Discovery of urinary metabolite biomarkers of psychiatric disorders using two-sample Mendelian randomization.
- Utilisation de la randomisation mendélienne pour identifier des biomarqueurs urinaires de troubles psychiatriques.
- Découverte de 67 associations métabolite-trouble, dont 21 spécifiques à un trouble.
- Associations significatives pour des métabolites comme la tyrosine (schizophrénie), la créatine (bipolarité), et le N,N-diméthylglycine (TDAH).
L'article est basé sur une analyse statistique génétique et ne fournit pas de données expérimentales directes. Les résultats nécessitent une validation clinique indépendante.
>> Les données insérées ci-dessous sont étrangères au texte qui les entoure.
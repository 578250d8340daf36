//! Tool approval state machine.
//!
//! Interrupt phases (`approval`, `ask`) arrive only after the backend has
//! halted itself, so every resolution produces a [`Resumption`]: a
//! synthesized user message plus the structured decision behind it.

use chat_protocol::ResumeDecision;
use serde::Deserialize;
use serde_json::Value;
use thiserror::Error;

use crate::decoder::{ToolEvent, ToolPhase};
use crate::tool_kind::{truncate_chars, ToolKind};

/// Tool results longer than this are cut before reaching the presenter.
pub const RESULT_PREVIEW_MAX_CHARS: usize = 2_000;

#[derive(Debug, Clone, Copy, PartialEq, Eq)]
pub enum ApprovalState {
    Idle,
    ToolRunning,
    AwaitingApproval,
    AwaitingAnswer,
}

#[derive(Debug, Clone, PartialEq, Eq, Error)]
pub enum ApprovalError {
    #[error("No tool approval is pending")]
    NoPendingApproval,
    #[error("No question is pending")]
    NoPendingQuestions,
    #[error("Question {index} does not exist ({total} questions pending)")]
    QuestionOutOfRange { index: usize, total: usize },
    #[error("Answer for question {index} is empty")]
    EmptyAnswer { index: usize },
    #[error("Answer every question before submitting ({answered} of {total} answered)")]
    IncompleteAnswers { answered: usize, total: usize },
}

#[derive(Debug, Clone, PartialEq, Eq, Deserialize)]
pub struct QuestionOption {
    pub label: String,
    #[serde(default)]
    pub description: Option<String>,
}

#[derive(Debug, Clone, PartialEq, Eq, Deserialize)]
#[serde(rename_all = "camelCase")]
pub struct Question {
    pub question: String,
    #[serde(default)]
    pub header: Option<String>,
    #[serde(default)]
    pub options: Vec<QuestionOption>,
    #[serde(default)]
    pub multi_select: bool,
}

#[derive(Debug, Deserialize)]
struct AskPayload {
    questions: Vec<Question>,
}

/// Reads the structured questions out of an `ask` interrupt input.
#[must_use]
pub fn parse_questions(input: &Value) -> Vec<Question> {
    AskPayload::deserialize(input)
        .map(|payload| payload.questions)
        .unwrap_or_default()
}

#[derive(Debug, Clone, PartialEq)]
pub struct PendingApproval {
    pub tool_id: String,
    pub tool_name: String,
    pub input: Value,
}

#[derive(Debug, Clone, PartialEq)]
pub struct PendingQuestions {
    pub tool_id: String,
    questions: Vec<Question>,
    answers: Vec<Option<String>>,
}

impl PendingQuestions {
    fn new(tool_id: String, questions: Vec<Question>) -> Self {
        let answers = vec![None; questions.len()];
        Self {
            tool_id,
            questions,
            answers,
        }
    }

    #[must_use]
    pub fn questions(&self) -> &[Question] {
        &self.questions
    }

    #[must_use]
    pub fn answer(&self, index: usize) -> Option<&str> {
        self.answers.get(index).and_then(|answer| answer.as_deref())
    }

    #[must_use]
    pub fn answered_count(&self) -> usize {
        self.answers.iter().filter(|answer| answer.is_some()).count()
    }

    /// Index of the first question still without an answer.
    #[must_use]
    pub fn next_unanswered(&self) -> Option<usize> {
        self.answers.iter().position(Option::is_none)
    }

    #[must_use]
    pub fn is_complete(&self) -> bool {
        self.answers.iter().all(Option::is_some)
    }

    fn set(&mut self, index: usize, answer: &str) -> Result<(), ApprovalError> {
        let total = self.answers.len();
        let slot = self
            .answers
            .get_mut(index)
            .ok_or(ApprovalError::QuestionOutOfRange { index, total })?;

        let answer = answer.trim();
        if answer.is_empty() {
            return Err(ApprovalError::EmptyAnswer { index });
        }

        *slot = Some(answer.to_string());
        Ok(())
    }
}

#[derive(Debug, Clone, PartialEq)]
enum Interrupt {
    Approval(PendingApproval),
    Questions(PendingQuestions),
}

#[derive(Debug, Clone, PartialEq, Eq)]
struct RunningTool {
    tool_id: String,
    tool_name: String,
}

/// What applying one tool event did to the machine.
#[derive(Debug, Clone, PartialEq)]
pub enum ToolTransition {
    Started {
        tool_id: String,
        tool_name: String,
        input: Value,
    },
    Finished {
        tool_id: String,
        tool_name: String,
        is_error: bool,
        result: Option<String>,
    },
    AwaitingApproval(PendingApproval),
    AwaitingAnswer(PendingQuestions),
    Ignored,
}

/// Resolution of an interrupt, ready to be sent as a new user turn.
#[derive(Debug, Clone, PartialEq)]
pub struct Resumption {
    pub message: String,
    pub decision: ResumeDecision,
}

#[derive(Debug, Default, Clone, PartialEq)]
pub struct ToolApprovalMachine {
    running: Vec<RunningTool>,
    interrupt: Option<Interrupt>,
}

impl ToolApprovalMachine {
    #[must_use]
    pub fn new() -> Self {
        Self::default()
    }

    #[must_use]
    pub fn state(&self) -> ApprovalState {
        match (&self.interrupt, self.running.is_empty()) {
            (Some(Interrupt::Approval(_)), _) => ApprovalState::AwaitingApproval,
            (Some(Interrupt::Questions(_)), _) => ApprovalState::AwaitingAnswer,
            (None, false) => ApprovalState::ToolRunning,
            (None, true) => ApprovalState::Idle,
        }
    }

    #[must_use]
    pub fn is_interrupted(&self) -> bool {
        self.interrupt.is_some()
    }

    #[must_use]
    pub fn pending_approval(&self) -> Option<&PendingApproval> {
        match &self.interrupt {
            Some(Interrupt::Approval(pending)) => Some(pending),
            _ => None,
        }
    }

    #[must_use]
    pub fn pending_questions(&self) -> Option<&PendingQuestions> {
        match &self.interrupt {
            Some(Interrupt::Questions(pending)) => Some(pending),
            _ => None,
        }
    }

    pub fn apply(&mut self, event: ToolEvent) -> ToolTransition {
        if self.interrupt.is_some() {
            return ToolTransition::Ignored;
        }

        match event.phase {
            ToolPhase::Start => {
                self.running.push(RunningTool {
                    tool_id: event.tool_id.clone(),
                    tool_name: event.tool_name.clone(),
                });
                ToolTransition::Started {
                    tool_id: event.tool_id,
                    tool_name: event.tool_name,
                    input: event.input,
                }
            }
            ToolPhase::Result => {
                let Some(index) = self
                    .running
                    .iter()
                    .position(|tool| tool.tool_id == event.tool_id)
                else {
                    return ToolTransition::Ignored;
                };

                let running = self.running.remove(index);
                ToolTransition::Finished {
                    tool_id: running.tool_id,
                    tool_name: running.tool_name,
                    is_error: event.is_error,
                    result: event
                        .result
                        .map(|body| truncate_result(&body, RESULT_PREVIEW_MAX_CHARS)),
                }
            }
            ToolPhase::Approval => {
                self.running.clear();
                let pending = PendingApproval {
                    tool_id: event.tool_id,
                    tool_name: event.tool_name,
                    input: event.input,
                };
                self.interrupt = Some(Interrupt::Approval(pending.clone()));
                ToolTransition::AwaitingApproval(pending)
            }
            ToolPhase::Ask => {
                let questions = parse_questions(&event.input);
                if questions.is_empty() {
                    return ToolTransition::Ignored;
                }

                self.running.clear();
                let pending = PendingQuestions::new(event.tool_id, questions);
                self.interrupt = Some(Interrupt::Questions(pending.clone()));
                ToolTransition::AwaitingAnswer(pending)
            }
        }
    }

    /// Resolves a pending approval by re-issuing the exact tool call.
    pub fn approve(&mut self) -> Result<Resumption, ApprovalError> {
        let pending = self.take_approval()?;
        let details = ToolKind::classify(&pending.tool_name, &pending.input).restate();

        Ok(Resumption {
            message: format!("APPROVED. {details}"),
            decision: ResumeDecision::Approved {
                tool_id: pending.tool_id,
                tool_name: pending.tool_name,
                input: pending.input,
            },
        })
    }

    /// Resolves a pending approval by steering the backend away from the tool.
    pub fn deny(&mut self) -> Result<Resumption, ApprovalError> {
        let pending = self.take_approval()?;

        Ok(Resumption {
            message: format!(
                "DENIED: do NOT use {}. Find another way to complete the task without using that tool.",
                pending.tool_name
            ),
            decision: ResumeDecision::Denied {
                tool_id: pending.tool_id,
                tool_name: pending.tool_name,
            },
        })
    }

    pub fn set_answer(&mut self, index: usize, answer: &str) -> Result<(), ApprovalError> {
        match &mut self.interrupt {
            Some(Interrupt::Questions(pending)) => pending.set(index, answer),
            _ => Err(ApprovalError::NoPendingQuestions),
        }
    }

    #[must_use]
    pub fn can_submit_answers(&self) -> bool {
        self.pending_questions()
            .is_some_and(PendingQuestions::is_complete)
    }

    /// Formats every answer as one resumption message, in question order.
    pub fn submit_answers(&mut self) -> Result<Resumption, ApprovalError> {
        let pending = self
            .pending_questions()
            .ok_or(ApprovalError::NoPendingQuestions)?;
        if !pending.is_complete() {
            return Err(ApprovalError::IncompleteAnswers {
                answered: pending.answered_count(),
                total: pending.questions.len(),
            });
        }

        let Some(Interrupt::Questions(pending)) = self.interrupt.take() else {
            return Err(ApprovalError::NoPendingQuestions);
        };

        let answers: Vec<(String, String)> = pending
            .questions
            .into_iter()
            .zip(pending.answers)
            .map(|(question, answer)| (question.question, answer.unwrap_or_default()))
            .collect();

        let lines: Vec<String> = answers
            .iter()
            .map(|(question, answer)| format!("\"{question}\" -> {answer}"))
            .collect();
        let message = match lines.as_slice() {
            [single] => format!("My answer: {single}"),
            _ => format!("My answers:\n{}", lines.join("\n")),
        };

        Ok(Resumption {
            message,
            decision: ResumeDecision::Answered { answers },
        })
    }

    /// Forgets running tools when the turn that reported them ends.
    pub fn end_turn(&mut self) {
        self.running.clear();
    }

    pub fn reset(&mut self) {
        self.running.clear();
        self.interrupt = None;
    }

    fn take_approval(&mut self) -> Result<PendingApproval, ApprovalError> {
        match self.interrupt.take() {
            Some(Interrupt::Approval(pending)) => Ok(pending),
            other => {
                self.interrupt = other;
                Err(ApprovalError::NoPendingApproval)
            }
        }
    }
}

fn truncate_result(body: &str, max_chars: usize) -> String {
    let truncated = truncate_chars(body, max_chars);
    if truncated.len() == body.len() {
        return truncated;
    }

    format!("{truncated}\n[truncated]")
}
Absence de preuve directe de causalité entre les métabolites et les troubles. Nécessité de validations expérimentales dans des cohortes indépendantes. Dépendance aux données GWAS, qui peuvent avoir des biais de sélection.
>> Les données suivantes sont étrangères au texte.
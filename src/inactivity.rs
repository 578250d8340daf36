//! Two-stage inactivity countdown.
//!
//! Both deadlines are recomputed from the same last-activity instant; the
//! warning firing never moves the expiry deadline.

use std::time::{Duration, Instant};

pub const DEFAULT_WARN_AFTER: Duration = Duration::from_secs(4 * 60);
pub const DEFAULT_EXPIRE_AFTER: Duration = Duration::from_secs(5 * 60);

#[derive(Debug, Clone, Copy, PartialEq, Eq)]
pub struct InactivityPolicy {
    pub warn_after: Duration,
    pub expire_after: Duration,
}

impl Default for InactivityPolicy {
    fn default() -> Self {
        Self {
            warn_after: DEFAULT_WARN_AFTER,
            expire_after: DEFAULT_EXPIRE_AFTER,
        }
    }
}

#[derive(Debug, Clone, Copy, PartialEq, Eq)]
pub enum InactivityAlarm {
    Warning,
    Expired,
}

#[derive(Debug, Clone, Copy, PartialEq, Eq)]
struct Deadlines {
    warn_at: Option<Instant>,
    expire_at: Instant,
}

#[derive(Debug, Clone, PartialEq, Eq)]
pub struct InactivityMonitor {
    policy: InactivityPolicy,
    deadlines: Option<Deadlines>,
    warning_visible: bool,
}

impl InactivityMonitor {
    #[must_use]
    pub fn new(policy: InactivityPolicy) -> Self {
        Self {
            policy,
            deadlines: None,
            warning_visible: false,
        }
    }

    #[must_use]
    pub fn policy(&self) -> InactivityPolicy {
        self.policy
    }

    #[must_use]
    pub fn is_armed(&self) -> bool {
        self.deadlines.is_some()
    }

    #[must_use]
    pub fn warning_visible(&self) -> bool {
        self.warning_visible
    }

    /// Restarts both countdowns. Sessions without messages stay disarmed.
    pub fn record_activity(&mut self, now: Instant, message_count: usize) {
        self.warning_visible = false;
        if message_count == 0 {
            self.deadlines = None;
            return;
        }

        self.deadlines = Some(Deadlines {
            warn_at: Some(now + self.policy.warn_after),
            expire_at: now + self.policy.expire_after,
        });
    }

    /// Dismissing the warning counts as activity.
    pub fn dismiss_warning(&mut self, now: Instant, message_count: usize) {
        self.record_activity(now, message_count);
    }

    pub fn disarm(&mut self) {
        self.deadlines = None;
        self.warning_visible = false;
    }

    /// Earliest pending deadline, for hosts that sleep until the next tick.
    #[must_use]
    pub fn next_deadline(&self) -> Option<Instant> {
        self.deadlines.map(|deadlines| match deadlines.warn_at {
            Some(warn_at) => warn_at.min(deadlines.expire_at),
            None => deadlines.expire_at,
        })
    }

    /// Fires at most one alarm per call. Expiry disarms the monitor.
    pub fn poll(&mut self, now: Instant) -> Option<InactivityAlarm> {
        let deadlines = self.deadlines.as_mut()?;

        if now >= deadlines.expire_at {
            self.deadlines = None;
            self.warning_visible = false;
            return Some(InactivityAlarm::Expired);
        }

        match deadlines.warn_at {
            Some(warn_at) if now >= warn_at => {
                deadlines.warn_at = None;
                self.warning_visible = true;
                Some(InactivityAlarm::Warning)
            }
            _ => None,
        }
    }
}

impl Default for InactivityMonitor {
    fn default() -> Self {
        Self::new(InactivityPolicy::default())
    }
}
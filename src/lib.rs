//! Session and streaming orchestration core.
//!
//! [`SessionController`] turns user input into backend invocations, folds the
//! resulting protocol units into a transcript, pauses on tool interrupts until
//! a human resolves them, and expires idle sessions. Every side effect goes
//! through [`HostOps`], so the controller itself never blocks or spawns.

pub mod approval;
pub mod commands;
pub mod controller;
pub mod decoder;
pub mod error;
pub mod events;
pub mod inactivity;
pub mod models;
pub mod session;
pub mod tool_kind;

pub use crate::approval::{
    ApprovalError, ApprovalState, PendingApproval, PendingQuestions, Question, QuestionOption,
    Resumption, ToolApprovalMachine, ToolTransition,
};
pub use crate::commands::{parse_slash_command, SlashCommand};
pub use crate::controller::{
    BackendStatus, ControllerConfig, HostOps, InvocationId, Phase, SessionController,
};
pub use crate::decoder::{decode, Chunk, Decoded, ToolEvent, ToolPhase};
pub use crate::error::ControllerError;
pub use crate::events::TurnEvent;
pub use crate::inactivity::{InactivityAlarm, InactivityMonitor, InactivityPolicy};
pub use crate::models::{alias_list, default_model, resolve_model, ModelEntry, MODELS};
pub use crate::session::{Session, ToolPolicy, KNOWN_TOOLS};
pub use crate::tool_kind::ToolKind;
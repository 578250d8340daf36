use thiserror::Error;

use crate::approval::ApprovalError;

/// Rejections surfaced by [`crate::SessionController`]. None of them are fatal.
#[derive(Debug, Clone, PartialEq, Eq, Error)]
pub enum ControllerError {
    #[error("A response is already streaming. Stop it before sending another message.")]
    TurnInProgress,
    #[error("This chat has expired. Start a new chat to continue.")]
    SessionExpired,
    #[error("Backend unavailable: {0}")]
    BackendUnavailable(String),
    #[error("Message is empty")]
    EmptyInput,
    #[error("Failed to start invocation: {0}")]
    Invocation(String),
    #[error("Storage error: {0}")]
    Storage(String),
    #[error("Folder does not exist: {0}")]
    InvalidFolder(String),
    #[error("Unknown command: {0}")]
    UnknownCommand(String),
    #[error("Unknown model: {name}. Available: {available}")]
    UnknownModel { name: String, available: String },
    #[error(transparent)]
    Approval(#[from] ApprovalError),
}

impl ControllerError {
    /// Returns true for rejections that happen before any state mutation.
    #[must_use]
    pub fn is_precondition(&self) -> bool {
        matches!(
            self,
            Self::TurnInProgress
                | Self::SessionExpired
                | Self::BackendUnavailable(_)
                | Self::EmptyInput
        )
    }
}
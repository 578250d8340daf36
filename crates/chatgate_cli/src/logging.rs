use std::fs::OpenOptions;
use std::path::{Path, PathBuf};
use std::sync::Mutex;

use anyhow::{anyhow, Context};
use tracing_subscriber::EnvFilter;

pub const LOG_FILE_NAME: &str = "chatgate.log";

#[must_use]
pub fn log_file_path(config_root: &Path) -> PathBuf {
    config_root.join(LOG_FILE_NAME)
}

/// Routes `tracing` output to `<config root>/chatgate.log`; stdout belongs
/// to the conversation.
pub fn init_file_logging(config_root: &Path) -> anyhow::Result<PathBuf> {
    let log_path = log_file_path(config_root);
    let log_file = OpenOptions::new()
        .create(true)
        .append(true)
        .open(&log_path)
        .with_context(|| format!("failed to open log file '{}'", log_path.display()))?;

    tracing_subscriber::fmt()
        .with_env_filter(EnvFilter::try_from_default_env().unwrap_or_else(|_| "info".into()))
        .with_ansi(false)
        .with_writer(Mutex::new(log_file))
        .try_init()
        .map_err(|error| anyhow!("failed to install log subscriber: {error}"))?;

    Ok(log_path)
}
Le présent article explore l'utilisation de la randomisation mendélienne à deux échantillons pour identifier des biomarqueurs urinaires potentiels de troubles psychiatriques. Dans un contexte où les troubles de la santé mentale entraînent un important souffrance chez les patients, l'objectif était de découvrir des biomarqueurs diagnostiques précoces à moindre coût. La méthode reposait sur l'analyse de données GWAS (études d'association génome-phenome) pour établir des liens entre des métabolites urinaires et sept troubles psychiatriques. Les résultats ont révélé 67 associations analyte-trouble, dont 21 spécifiques à un seul trouble. Des associations marquantes ont été observées, comme celle entre la tyrosine et la schizophrénie, la créatine et la bipolarité, la pyridoxal et l'anorexie nervosa, ainsi que le N,N-diméthylglycine et le TDAH. Ces découvertes suggèrent des candidats biomarqueurs urinaires et illustrent l'utilité des outils génétiques pour la découverte de biomarqueurs, bien que leur validation expérimentale dans des cohortes indépendantes soit nécessaire. Les limites incluent la nécessité de validations supplémentaires et la dépendance aux données génétiques, sans preuve directe de causalité.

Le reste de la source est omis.